BEGIN DATA SHOWN

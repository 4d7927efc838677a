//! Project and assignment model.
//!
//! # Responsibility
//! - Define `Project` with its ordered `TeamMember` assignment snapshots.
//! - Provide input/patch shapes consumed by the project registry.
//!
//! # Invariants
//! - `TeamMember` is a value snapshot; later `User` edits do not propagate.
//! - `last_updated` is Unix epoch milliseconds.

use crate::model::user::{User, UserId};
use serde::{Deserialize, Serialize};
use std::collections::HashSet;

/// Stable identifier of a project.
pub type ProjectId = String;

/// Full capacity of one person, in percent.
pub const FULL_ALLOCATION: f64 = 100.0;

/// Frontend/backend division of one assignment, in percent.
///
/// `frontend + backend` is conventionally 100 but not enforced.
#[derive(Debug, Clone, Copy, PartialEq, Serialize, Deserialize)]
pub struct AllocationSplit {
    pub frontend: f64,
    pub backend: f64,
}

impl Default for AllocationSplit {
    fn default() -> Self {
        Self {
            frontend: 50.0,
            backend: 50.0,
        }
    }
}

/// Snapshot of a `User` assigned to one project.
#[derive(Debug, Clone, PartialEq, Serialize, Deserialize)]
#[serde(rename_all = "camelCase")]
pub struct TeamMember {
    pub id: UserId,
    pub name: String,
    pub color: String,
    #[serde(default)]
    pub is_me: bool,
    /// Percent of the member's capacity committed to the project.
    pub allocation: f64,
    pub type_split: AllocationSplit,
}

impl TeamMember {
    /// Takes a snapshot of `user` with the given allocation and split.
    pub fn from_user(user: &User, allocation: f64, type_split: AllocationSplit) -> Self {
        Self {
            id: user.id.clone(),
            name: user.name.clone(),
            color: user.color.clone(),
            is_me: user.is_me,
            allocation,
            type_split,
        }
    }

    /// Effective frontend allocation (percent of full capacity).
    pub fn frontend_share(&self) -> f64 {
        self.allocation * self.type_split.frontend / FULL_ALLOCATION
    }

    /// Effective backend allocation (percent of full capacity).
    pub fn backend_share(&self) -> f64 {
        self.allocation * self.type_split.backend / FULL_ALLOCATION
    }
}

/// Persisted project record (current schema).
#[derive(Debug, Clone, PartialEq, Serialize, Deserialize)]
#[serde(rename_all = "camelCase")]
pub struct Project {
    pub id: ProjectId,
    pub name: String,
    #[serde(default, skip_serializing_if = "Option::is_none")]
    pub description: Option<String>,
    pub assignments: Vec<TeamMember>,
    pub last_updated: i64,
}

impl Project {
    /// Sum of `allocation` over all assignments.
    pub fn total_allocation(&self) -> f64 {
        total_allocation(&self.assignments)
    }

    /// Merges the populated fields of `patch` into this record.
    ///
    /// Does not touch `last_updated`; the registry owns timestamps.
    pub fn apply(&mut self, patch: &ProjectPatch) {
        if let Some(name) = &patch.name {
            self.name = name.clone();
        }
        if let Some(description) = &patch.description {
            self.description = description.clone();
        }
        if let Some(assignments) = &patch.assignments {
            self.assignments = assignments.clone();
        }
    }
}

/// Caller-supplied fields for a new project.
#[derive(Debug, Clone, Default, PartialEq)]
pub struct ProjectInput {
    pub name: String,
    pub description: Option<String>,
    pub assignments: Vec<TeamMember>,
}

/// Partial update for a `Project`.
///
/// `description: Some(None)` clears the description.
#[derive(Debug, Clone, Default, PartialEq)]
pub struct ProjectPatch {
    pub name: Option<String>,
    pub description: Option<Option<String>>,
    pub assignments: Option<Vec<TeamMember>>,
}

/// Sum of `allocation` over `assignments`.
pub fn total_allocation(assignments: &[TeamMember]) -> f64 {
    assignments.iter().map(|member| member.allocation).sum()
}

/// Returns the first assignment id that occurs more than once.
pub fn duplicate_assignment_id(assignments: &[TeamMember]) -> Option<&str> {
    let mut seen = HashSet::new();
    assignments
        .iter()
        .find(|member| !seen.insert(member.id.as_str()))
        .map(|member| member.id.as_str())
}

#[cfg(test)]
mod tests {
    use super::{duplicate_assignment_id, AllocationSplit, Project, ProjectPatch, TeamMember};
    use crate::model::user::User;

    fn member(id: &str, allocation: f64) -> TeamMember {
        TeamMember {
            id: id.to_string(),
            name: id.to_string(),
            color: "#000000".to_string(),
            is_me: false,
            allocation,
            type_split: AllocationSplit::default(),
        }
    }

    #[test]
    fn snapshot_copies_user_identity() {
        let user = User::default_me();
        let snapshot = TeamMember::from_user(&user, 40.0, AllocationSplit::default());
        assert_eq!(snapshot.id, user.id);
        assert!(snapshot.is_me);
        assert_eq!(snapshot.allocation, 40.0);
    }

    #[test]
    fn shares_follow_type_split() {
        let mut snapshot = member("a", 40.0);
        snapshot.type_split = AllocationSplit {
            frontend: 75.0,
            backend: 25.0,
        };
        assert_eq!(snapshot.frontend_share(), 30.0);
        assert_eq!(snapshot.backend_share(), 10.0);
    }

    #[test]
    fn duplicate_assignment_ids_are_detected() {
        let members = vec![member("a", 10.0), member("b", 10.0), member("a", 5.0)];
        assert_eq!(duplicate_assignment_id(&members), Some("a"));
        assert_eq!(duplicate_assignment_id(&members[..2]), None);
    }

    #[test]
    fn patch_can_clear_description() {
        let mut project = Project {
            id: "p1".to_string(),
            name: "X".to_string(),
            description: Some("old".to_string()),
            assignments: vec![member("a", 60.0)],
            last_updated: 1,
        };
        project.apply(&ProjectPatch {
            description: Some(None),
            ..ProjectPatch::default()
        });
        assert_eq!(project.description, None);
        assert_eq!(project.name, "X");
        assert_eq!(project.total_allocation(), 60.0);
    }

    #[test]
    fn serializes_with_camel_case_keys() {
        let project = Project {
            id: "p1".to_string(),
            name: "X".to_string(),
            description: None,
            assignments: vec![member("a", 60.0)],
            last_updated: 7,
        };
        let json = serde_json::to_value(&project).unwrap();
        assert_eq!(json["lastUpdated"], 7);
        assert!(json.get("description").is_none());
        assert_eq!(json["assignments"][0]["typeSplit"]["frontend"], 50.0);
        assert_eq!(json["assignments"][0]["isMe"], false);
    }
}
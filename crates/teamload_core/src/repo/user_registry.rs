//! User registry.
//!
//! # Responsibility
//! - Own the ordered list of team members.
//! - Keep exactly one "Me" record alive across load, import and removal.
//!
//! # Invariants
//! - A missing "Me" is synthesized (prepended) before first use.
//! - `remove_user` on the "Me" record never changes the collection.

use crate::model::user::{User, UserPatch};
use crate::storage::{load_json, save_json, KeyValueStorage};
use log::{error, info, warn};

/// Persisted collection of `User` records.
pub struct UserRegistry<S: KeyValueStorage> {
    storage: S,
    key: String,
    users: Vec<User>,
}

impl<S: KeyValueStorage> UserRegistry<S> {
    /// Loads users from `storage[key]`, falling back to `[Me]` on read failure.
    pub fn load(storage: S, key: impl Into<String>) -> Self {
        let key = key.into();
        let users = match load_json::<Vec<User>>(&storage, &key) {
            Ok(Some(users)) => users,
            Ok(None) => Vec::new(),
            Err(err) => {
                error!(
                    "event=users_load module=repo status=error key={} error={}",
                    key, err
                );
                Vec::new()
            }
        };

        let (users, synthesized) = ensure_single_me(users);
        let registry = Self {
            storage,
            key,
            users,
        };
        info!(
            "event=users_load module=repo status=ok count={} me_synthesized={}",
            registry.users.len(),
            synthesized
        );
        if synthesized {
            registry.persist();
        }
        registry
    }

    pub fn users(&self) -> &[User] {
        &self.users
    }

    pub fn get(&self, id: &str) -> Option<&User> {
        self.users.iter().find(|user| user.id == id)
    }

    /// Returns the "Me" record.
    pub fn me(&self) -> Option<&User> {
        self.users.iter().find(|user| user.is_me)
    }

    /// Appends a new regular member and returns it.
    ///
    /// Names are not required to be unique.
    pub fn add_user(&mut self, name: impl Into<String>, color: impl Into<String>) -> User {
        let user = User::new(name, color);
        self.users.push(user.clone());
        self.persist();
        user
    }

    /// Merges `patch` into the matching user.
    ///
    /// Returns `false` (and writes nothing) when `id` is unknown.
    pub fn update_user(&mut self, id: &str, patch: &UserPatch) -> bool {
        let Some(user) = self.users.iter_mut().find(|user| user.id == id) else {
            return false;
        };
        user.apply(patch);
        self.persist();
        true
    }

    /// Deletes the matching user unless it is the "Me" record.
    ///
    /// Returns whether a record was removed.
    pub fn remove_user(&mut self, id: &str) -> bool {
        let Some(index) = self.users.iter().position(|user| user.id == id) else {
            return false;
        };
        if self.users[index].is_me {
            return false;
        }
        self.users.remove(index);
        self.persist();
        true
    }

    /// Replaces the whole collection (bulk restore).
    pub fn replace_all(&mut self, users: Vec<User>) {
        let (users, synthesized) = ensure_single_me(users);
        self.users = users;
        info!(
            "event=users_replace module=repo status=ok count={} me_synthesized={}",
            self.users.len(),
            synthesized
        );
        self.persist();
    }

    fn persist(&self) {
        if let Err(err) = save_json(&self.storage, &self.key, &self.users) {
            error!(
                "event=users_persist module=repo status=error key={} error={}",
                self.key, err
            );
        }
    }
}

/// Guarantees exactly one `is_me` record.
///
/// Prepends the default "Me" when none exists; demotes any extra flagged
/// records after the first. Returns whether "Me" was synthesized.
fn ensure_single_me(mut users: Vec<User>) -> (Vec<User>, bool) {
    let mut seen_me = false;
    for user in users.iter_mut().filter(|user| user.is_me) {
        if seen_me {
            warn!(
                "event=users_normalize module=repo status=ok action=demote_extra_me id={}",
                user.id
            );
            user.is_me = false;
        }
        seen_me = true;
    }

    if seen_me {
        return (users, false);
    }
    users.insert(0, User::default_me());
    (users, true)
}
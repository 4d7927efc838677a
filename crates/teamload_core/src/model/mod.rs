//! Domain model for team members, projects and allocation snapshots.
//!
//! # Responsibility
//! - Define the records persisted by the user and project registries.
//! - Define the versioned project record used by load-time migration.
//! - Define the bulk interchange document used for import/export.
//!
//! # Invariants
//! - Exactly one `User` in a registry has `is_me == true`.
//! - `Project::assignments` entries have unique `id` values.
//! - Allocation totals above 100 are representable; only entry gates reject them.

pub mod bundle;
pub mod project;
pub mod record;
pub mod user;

END DATA SHOWN

## ACTIVITY
Scan the material above. Copy each line that holds the word "Option".

## RESPONSE
    #[serde(default, skip_serializing_if = "Option::is_none")]
    pub description: Option<String>,
    pub description: Option<String>,
    pub name: Option<String>,
    pub description: Option<Option<String>>,
    pub assignments: Option<Vec<TeamMember>>,
pub fn duplicate_assignment_id(assignments: &[TeamMember]) -> Option<&str> {
    pub fn get(&self, id: &str) -> Option<&User> {
    pub fn me(&self) -> Option<&User> {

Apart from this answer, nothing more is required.